The United Kingdom, alongside the United States, and several other key European nations have suggested that temporary “humanitarian pauses” may be needed in the fighting for the delivery of aid and the release of hostages. However, none have called for a ceasefire; with President Biden saying the US will not support negotiations for a ceasefire until Hamas has released the hostages it took.
The White House announced on 9th November that Israel has agreed to impose four-hour humanitarian pauses each day in its assault on northern Gaza.
The Prime Minister has announced that the UK will provide a further £20 million of humanitarian aid for civilians in the Occupied Palestinian Territories (OPTs).
This is in addition to the £10 million of aid announced by the Prime Minister (16th October), bringing total aid contribution to £30 million since Hamas’ terrorist attack against Israel on 7th October – more than doubling the UK’s existing aid commitments of this £27 million, for 2023-24.
The UK Government are working with local partners like the Egyptian Red Crescent and the United Nations, primarily, and deploying Navy assets to the region.
Laurence urges all parties to exercise restraint and respect international law.
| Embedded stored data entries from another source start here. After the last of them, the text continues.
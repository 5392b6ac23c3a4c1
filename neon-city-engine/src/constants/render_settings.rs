use bevy::core_pipeline::bloom::{Bloom, BloomCompositeMode, BloomPrefilter};

/// Bloom tuned for neon: additive composite with a bright-pass prefilter.
pub fn neon_bloom(intensity: f32, threshold: f32) -> Bloom {
    Bloom {
        intensity,
        low_frequency_boost: 0.6,
        low_frequency_boost_curvature: 0.9,
        high_pass_frequency: 1.0,
        prefilter: BloomPrefilter {
            threshold,
            threshold_softness: 0.2,
        },
        composite_mode: BloomCompositeMode::Additive,
        ..Bloom::NATURAL
    }
}

pub const FPS_TEXT_SIZE: f32 = 16.0;
pub const FPS_NOTIFY_INTERVAL_SECS: f32 = 0.5;
pub const DAY_NIGHT_NOTIFY_INTERVAL_SECS: f32 = 1.0;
Alongside a number of other MPs, Laurence was part of a fact-finding political delegation to Israel and the West Bank in April 2022. This included seeing the IDF in action, speaking to both Israeli and Palestinian stakeholders, including the leader of the Palestinian Authority, as well as visiting the security fence separating Gaza and Israel which, along with Egypt’s border, keeps over 2 million people in a confined, separate space, in less than ideal economic and social conditions. Some years before that, Laurence visited Lebanon, where he met representatives of Hezbollah, and Syria, where he met President Assad.
It is clear that the conditions which prevail in Gaza are unacceptable and a way forward has to be found, but this has to exclude Hamas. Even the leaders of the Palestinian Authority would appear to understand this.
For these reasons, Laurence felt that, while a genuine ceasefire would be very welcome, the conditions are not, at the moment, right for Parliament to endorse such a situation. Not only did the Conservative Party take this view, but so too did the Labour Party front bench. In total, 293 MPs voted against the SNP amendment on a ceasefire.
Laurence would continue to call on both those in Israel and Palestine to work towards a peaceful two-state solution.
Persecuted Christians Worldwide
The Foreign and Commonwealth Office (FCO) is committed to defending Freedom of Religion or Belief as a universal human right which should be enjoyed by everyone. The UK regularly raises this issue with governments across the world and funds projects that promote respect for all people of different faiths.
In January 2019, the then Foreign Secretary launched an independent review led by the Bishop of Truro, into FCO support for persecuted Christians. The report has identified specific steps the British Government can take to address the issues faced by persecuted Christians around the world. The government has accepted the recommendations in full and will work to implement them. This work will include exploring how best to deliver a new Security Council Resolution on protecting Christians in North Africa and the Middle East; and sanctioning those who persecute people for holding a religion or belief.